Aim of the exercise - Write all of the lines below out again, exactly as they stand.

Exercise materials -
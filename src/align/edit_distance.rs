/// Levenshtein distance with unit cost for insertion, deletion and
/// substitution.
///
/// Runs in O(|a|·|b|) time and keeps a single row sized to the shorter input.
///
/// # Examples
///
/// ```
/// use tagmatch::align::edit_distance::levenshtein_distance;
///
/// assert_eq!(levenshtein_distance(b"ACGT", b"ACGT"), 0);
/// assert_eq!(levenshtein_distance(b"ACGT", b"AGGT"), 1);
/// assert_eq!(levenshtein_distance(b"ACGT", b"ACT"), 1);
/// ```
#[must_use]
pub fn levenshtein_distance(a: &[u8], b: &[u8]) -> usize {
    let (long, short) = if a.len() >= b.len() { (a, b) } else { (b, a) };
    if short.is_empty() {
        return long.len();
    }

    let mut row: Vec<usize> = (0..=short.len()).collect();

    for (i, &lc) in long.iter().enumerate() {
        // row[0] before overwrite is the diagonal for column 1
        let mut diagonal = row[0];
        row[0] = i + 1;

        for (j, &sc) in short.iter().enumerate() {
            let substitution = diagonal + usize::from(lc != sc);
            let deletion = row[j + 1] + 1;
            let insertion = row[j] + 1;

            diagonal = row[j + 1];
            row[j + 1] = substitution.min(deletion).min(insertion);
        }
    }

    row[short.len()]
}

Answer section -
filename src/align/edit_distance.rs
/// Levenshtein distance with unit cost for insertion, deletion and
/// substitution.
///
/// Runs in O(|a|·|b|) time and keeps a single row sized to the shorter input.
///
/// # Examples
///
/// ```
/// use tagmatch::align::edit_distance::levenshtein_distance;
///
/// assert_eq!(levenshtein_distance(b"ACGT", b"ACGT"), 0);
/// assert_eq!(levenshtein_distance(b"ACGT", b"AGGT"), 1);
/// assert_eq!(levenshtein_distance(b"ACGT", b"ACT"), 1);
/// ```
#[must_use]
pub fn levenshtein_distance(a: &[u8], b: &[u8]) -> usize {
    let (long, short) = if a.len() >= b.len() { (a, b) } else { (b, a) };
    if short.is_empty() {
        return long.len();
    }

    let mut row: Vec<usize> = (0..=short.len()).collect();

    for (i, &lc) in long.iter().enumerate() {
        // row[0] before overwrite is the diagonal for column 1
        let mut diagonal = row[0];
        row[0] = i + 1;

        for (j, &sc) in short.iter().enumerate() {
            let substitution = diagonal + usize::from(lc != sc);
            let deletion = row[j + 1] + 1;
            let insertion = row[j] + 1;

            diagonal = row[j + 1];
            row[j + 1] = substitution.min(deletion).min(insertion);
        }
    }

    row[short.len()]
}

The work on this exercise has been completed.